And mind you, none of this is Rust-specific. If your application doesn't need the benefits of C, rewriting it in Python or Typescript or C# might make even more sense than rewriting it in Rust. The main argument isn't "Rust is good", but "C is terrible".


But the result of the battle test is the reason to throw the crippled veteran away!

I agree with everything you've said here, except that the reality of speaking with a "rust first" developer is making me feel suddenly ancient. But that aside, the memory safety parts are a huge benefit, but far from the only one. Option and Result types are delightful. Exhaustive matching expressions that won't compile if you add a new variant that's not handled are huge. Types that make it impossible to accidentally pass a PngImage into a function expecting a str, even though they might both be defined as contiguous series of bytes down deep, makes lots of bugs impossible. A compiler that gives you freaking amazing error messages that tell you exactly what you did wrong and how you can fix it sets the standard, from my experience. And things like "cargo clippy" which tell you how you could improve your code, even if it's already working, to make it more efficient or more idiomatic, are icing on the cake.

People so often get hung up on Rust's memory safety features, and dismiss is as through that's all it brings to the table. Far from it! Even if Rust were unsafe by default, I'd still rather use it that, say, C or C++ to develop large, robust apps because it has a long list of features that make it easy to write correct code, and really freaking challenging to write blatantly incorrect code.

Frankly, I envy you, except that I don't envy what it's going to be like when you have to hack on a non-Rust code base that lacks a lot of these features. "What do you mean, int overflow. Those are both constants! How come it didn't let me know I couldn't add them together?"


Most of us sane people tend to be more quiet unfortunately.

I enjoy rust, but I enjoy not breaking things for users and making lives harder for other devs even more.


Much of the drive to rewrite software in Rust is a reaction to the decades-long dependence on C and C++. Many people out there sit in the burning room like the dog in that meme, saying "this is fine". Most of them don't have to deal at all directly with the consequences involved.

Rust is the first language for a long time with a chance at improving this situation.
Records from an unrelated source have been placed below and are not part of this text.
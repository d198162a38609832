//! Task storage, persistence, and prefix resolution.
//!
//! This module provides the `Database` struct that owns the persisted task
//! list, along with the due-date parsing and formatting helpers used by the
//! command layer.
//!
//! Persistence is whole-file: every mutation rewrites the complete task
//! list. There is no locking, so two processes writing the same file race
//! and the last writer wins; the temp-plus-rename save only protects
//! against a torn write, not against concurrent writers.

use std::fs::{self, File};
use std::io::{Read, Write};
use std::path::{Path, PathBuf};

use chrono::{DateTime, Duration, Local, NaiveDate, NaiveDateTime, Utc};
use tracing::warn;

use crate::error::{Error, Result};
use crate::task::{Task, TaskPatch};

/// Hour of day used when a due date is given or defaulted without a time.
const DEFAULT_DUE_HOUR: u32 = 17;

/// File-backed task store.
#[derive(Debug)]
pub struct Database {
    path: PathBuf,
    tasks: Vec<Task>,
}

impl Database {
    /// Load the store from `path`, starting empty if the file doesn't exist.
    ///
    /// An unreadable or malformed file also degrades to an empty store
    /// with a logged warning; construction never fails.
    pub fn load(path: &Path) -> Self {
        let tasks = if path.exists() {
            let mut buf = String::new();
            match File::open(path).and_then(|mut f| f.read_to_string(&mut buf)) {
                Ok(_) => match serde_json::from_str(&buf) {
                    Ok(tasks) => tasks,
                    Err(e) => {
                        warn!("error parsing {}, starting empty: {e}", path.display());
                        Vec::new()
                    }
                },
                Err(e) => {
                    warn!("error reading {}, starting empty: {e}", path.display());
                    Vec::new()
                }
            }
        } else {
            Vec::new()
        };
        Database {
            path: path.to_path_buf(),
            tasks,
        }
    }

    /// All tasks in insertion order.
    pub fn tasks(&self) -> &[Task] {
        &self.tasks
    }

    /// Resolve a short id prefix to the single matching task.
    ///
    /// Matching is case-sensitive over the full literal prefix; an empty
    /// prefix matches every task. Zero matches is `NotFound`, two or more
    /// is `AmbiguousPrefix`; the store never picks a "best" match.
    pub fn resolve_prefix(&self, prefix: &str) -> Result<&Task> {
        self.resolve_prefix_index(prefix).map(|i| &self.tasks[i])
    }

    fn resolve_prefix_index(&self, prefix: &str) -> Result<usize> {
        let mut matches = self
            .tasks
            .iter()
            .enumerate()
            .filter(|(_, t)| t.id.starts_with(prefix));
        match (matches.next(), matches.next()) {
            (None, _) => Err(Error::NotFound(prefix.to_string())),
            (Some((i, _)), None) => Ok(i),
            (Some(_), Some(_)) => Err(Error::AmbiguousPrefix(prefix.to_string())),
        }
    }

    /// Append a task and persist.
    ///
    /// A task whose id already exists is rejected without touching the
    /// store or the backing file.
    pub fn add(&mut self, task: Task) -> Result<()> {
        if self.tasks.iter().any(|t| t.id == task.id) {
            return Err(Error::DuplicateId(task.id));
        }
        self.tasks.push(task);
        self.save()
    }

    /// Apply `patch` to the task matching `prefix` and persist.
    ///
    /// `updated_at` is always stamped with the current time, even when the
    /// caller supplied no fields; `id` and `created_at` are never touched.
    /// Nothing is persisted when resolution fails.
    pub fn update(&mut self, prefix: &str, patch: &TaskPatch) -> Result<&Task> {
        let idx = self.resolve_prefix_index(prefix)?;
        let task = &mut self.tasks[idx];
        patch.apply(task);
        task.updated_at = Utc::now();
        self.save()?;
        Ok(&self.tasks[idx])
    }

    /// Remove the task matching `prefix` and persist.
    pub fn delete(&mut self, prefix: &str) -> Result<Task> {
        let idx = self.resolve_prefix_index(prefix)?;
        let task = self.tasks.remove(idx);
        self.save()?;
        Ok(task)
    }

    /// Write the full task list back to the backing file.
    ///
    /// Uses a temp file + rename so an interrupted write can't truncate
    /// the store. Write failures propagate to the caller.
    pub fn save(&self) -> Result<()> {
        if let Some(parent) = self.path.parent() {
            fs::create_dir_all(parent)?;
        }
        let tmp = self.path.with_extension("json.tmp");
        let data = serde_json::to_string_pretty(&self.tasks)?;
        let mut f = File::create(&tmp)?;
        f.write_all(data.as_bytes())?;
        f.flush()?;
        fs::rename(&tmp, &self.path)?;
        Ok(())
    }
}

/// Parse human-readable due date input.
///
/// Supports:
/// - "YYYY-MM-DD" (due time defaults to 17:00 local)
/// - "YYYY-MM-DD HH:MM"
/// - "today", "tomorrow"
/// - "in 3d"
pub fn parse_due_input(s: &str) -> Option<DateTime<Utc>> {
    let s = s.trim().to_lowercase();
    let today = Local::now().date_naive();

    match s.as_str() {
        "today" => return at_default_hour(today),
        "tomorrow" => return at_default_hour(today + Duration::days(1)),
        _ => {}
    }

    if let Some(rest) = s.strip_prefix("in ") {
        if let Some(nd) = rest.strip_suffix('d') {
            if let Ok(days) = nd.trim().parse::<i64>() {
                return at_default_hour(today + Duration::days(days));
            }
        }
    }

    if let Ok(dt) = NaiveDateTime::parse_from_str(&s, "%Y-%m-%d %H:%M") {
        return local_to_utc(dt);
    }
    if let Ok(d) = NaiveDate::parse_from_str(&s, "%Y-%m-%d") {
        return at_default_hour(d);
    }
    None
}

/// Default due date when none is supplied: tomorrow at 17:00 local.
pub fn default_due() -> DateTime<Utc> {
    let tomorrow = Local::now().date_naive() + Duration::days(1);
    at_default_hour(tomorrow).unwrap_or_else(Utc::now)
}

fn at_default_hour(date: NaiveDate) -> Option<DateTime<Utc>> {
    local_to_utc(date.and_hms_opt(DEFAULT_DUE_HOUR, 0, 0)?)
}

fn local_to_utc(naive: NaiveDateTime) -> Option<DateTime<Utc>> {
    naive
        .and_local_timezone(Local)
        .earliest()
        .map(|dt| dt.with_timezone(&Utc))
}

/// Format a stored timestamp for display in local time, e.g. "Mar 4 2026 5:00 PM".
pub fn format_datetime(dt: DateTime<Utc>) -> String {
    dt.with_timezone(&Local)
        .format("%b %-d %Y %-I:%M %p")
        .to_string()
}

#[cfg(test)]
mod tests {
    use super::*;

    fn task(id: &str, title: &str) -> Task {
        let now = Utc::now();
        Task {
            id: id.into(),
            title: title.into(),
            description: String::new(),
            created_at: now,
            updated_at: now,
            due: now,
            status_id: 1,
            priority_id: 1,
        }
    }

    fn empty_db(dir: &tempfile::TempDir) -> Database {
        Database::load(&dir.path().join("tasks.json"))
    }

    #[test]
    fn missing_file_starts_empty() {
        let dir = tempfile::tempdir().expect("tempdir");
        let db = empty_db(&dir);
        assert!(db.tasks().is_empty());
    }

    #[test]
    fn malformed_file_starts_empty() {
        let dir = tempfile::tempdir().expect("tempdir");
        let path = dir.path().join("tasks.json");
        fs::write(&path, "not json at all").expect("write");
        let db = Database::load(&path);
        assert!(db.tasks().is_empty());
    }

    #[test]
    fn save_then_load_round_trips_all_fields() {
        let dir = tempfile::tempdir().expect("tempdir");
        let path = dir.path().join("tasks.json");
        let mut db = Database::load(&path);
        let mut t = task("abc123", "Buy milk");
        t.description = "2L, oat".into();
        t.status_id = 2;
        t.priority_id = 3;
        db.add(t.clone()).expect("add");

        let reloaded = Database::load(&path);
        assert_eq!(reloaded.tasks(), &[t]);
    }

    #[test]
    fn add_rejects_duplicate_id_without_mutating() {
        let dir = tempfile::tempdir().expect("tempdir");
        let mut db = empty_db(&dir);
        db.add(task("abc123", "first")).expect("add");
        let err = db.add(task("abc123", "second")).unwrap_err();
        assert!(matches!(err, Error::DuplicateId(ref id) if id == "abc123"));
        assert_eq!(db.tasks().len(), 1);
        assert_eq!(db.tasks()[0].title, "first");
    }

    #[test]
    fn prefix_resolution_unique_ambiguous_not_found() {
        let dir = tempfile::tempdir().expect("tempdir");
        let mut db = empty_db(&dir);
        db.add(task("abc123", "one")).expect("add");
        db.add(task("abcd99", "two")).expect("add");

        assert!(matches!(
            db.resolve_prefix("abc"),
            Err(Error::AmbiguousPrefix(_))
        ));
        assert_eq!(db.resolve_prefix("abc1").expect("unique").id, "abc123");
        assert!(matches!(db.resolve_prefix("zzz"), Err(Error::NotFound(_))));
    }

    #[test]
    fn empty_prefix_matches_everything() {
        let dir = tempfile::tempdir().expect("tempdir");
        let mut db = empty_db(&dir);
        db.add(task("abc123", "one")).expect("add");
        assert_eq!(db.resolve_prefix("").expect("unique").id, "abc123");

        db.add(task("def456", "two")).expect("add");
        assert!(matches!(
            db.resolve_prefix(""),
            Err(Error::AmbiguousPrefix(_))
        ));
    }

    #[test]
    fn prefix_matching_is_case_sensitive() {
        let dir = tempfile::tempdir().expect("tempdir");
        let mut db = empty_db(&dir);
        db.add(task("abc123", "one")).expect("add");
        assert!(matches!(db.resolve_prefix("ABC"), Err(Error::NotFound(_))));
    }

    #[test]
    fn update_preserves_identity_and_bumps_updated_at() {
        let dir = tempfile::tempdir().expect("tempdir");
        let mut db = empty_db(&dir);
        db.add(task("abc123", "Buy milk")).expect("add");
        let created = db.tasks()[0].created_at;
        let before = db.tasks()[0].updated_at;

        let patch = TaskPatch {
            title: Some("Buy oat milk".into()),
            ..TaskPatch::default()
        };
        let updated = db.update("abc1", &patch).expect("update");
        assert_eq!(updated.id, "abc123");
        assert_eq!(updated.title, "Buy oat milk");
        assert_eq!(updated.created_at, created);
        assert!(updated.updated_at >= before);
    }

    #[test]
    fn update_unresolvable_prefix_persists_nothing() {
        let dir = tempfile::tempdir().expect("tempdir");
        let path = dir.path().join("tasks.json");
        let mut db = Database::load(&path);
        db.add(task("abc123", "one")).expect("add");
        db.add(task("abcd99", "two")).expect("add");

        let patch = TaskPatch {
            title: Some("changed".into()),
            ..TaskPatch::default()
        };
        assert!(db.update("abc", &patch).is_err());

        let reloaded = Database::load(&path);
        assert!(reloaded.tasks().iter().all(|t| t.title != "changed"));
    }

    #[test]
    fn delete_removes_exactly_one() {
        let dir = tempfile::tempdir().expect("tempdir");
        let mut db = empty_db(&dir);
        db.add(task("abc123", "one")).expect("add");
        db.add(task("def456", "two")).expect("add");

        let removed = db.delete("abc").expect("delete");
        assert_eq!(removed.id, "abc123");
        assert_eq!(db.tasks().len(), 1);
        assert_eq!(db.tasks()[0].id, "def456");
    }

    #[test]
    fn delete_unresolvable_prefix_is_an_error() {
        let dir = tempfile::tempdir().expect("tempdir");
        let mut db = empty_db(&dir);
        db.add(task("abc123", "one")).expect("add");
        assert!(matches!(db.delete("zzz"), Err(Error::NotFound(_))));
        assert_eq!(db.tasks().len(), 1);
    }

    #[test]
    fn parse_due_accepts_iso_date_and_datetime() {
        assert!(parse_due_input("2026-03-04").is_some());
        assert!(parse_due_input("2026-03-04 09:30").is_some());
        assert!(parse_due_input("today").is_some());
        assert!(parse_due_input("tomorrow").is_some());
        assert!(parse_due_input("in 3d").is_some());
        assert!(parse_due_input("next century").is_none());
        assert!(parse_due_input("2026-13-99").is_none());
    }
}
A lot of the pushback against evangelism is from people who simply want to keep the status quo, because it's what they know. They have no concept of the systemic consequences.

I'd rather see over-the-top evangelism than the lack of it, because the latter implies that things aren't going to change very fast.


> I'd rather see over-the-top evangelism than the lack of it, because the latter implies that things aren't going to change very fast.

No new technology should be an excuse to engage in unprofessional conduct.

When you propose changes to software, you listen to feedback, provide analysis of the benefits and detriments, and make an informed decision.

Rust isn't special, and isn't a pass to cause endless heartache for end users and developers because your code is in a "safer" language.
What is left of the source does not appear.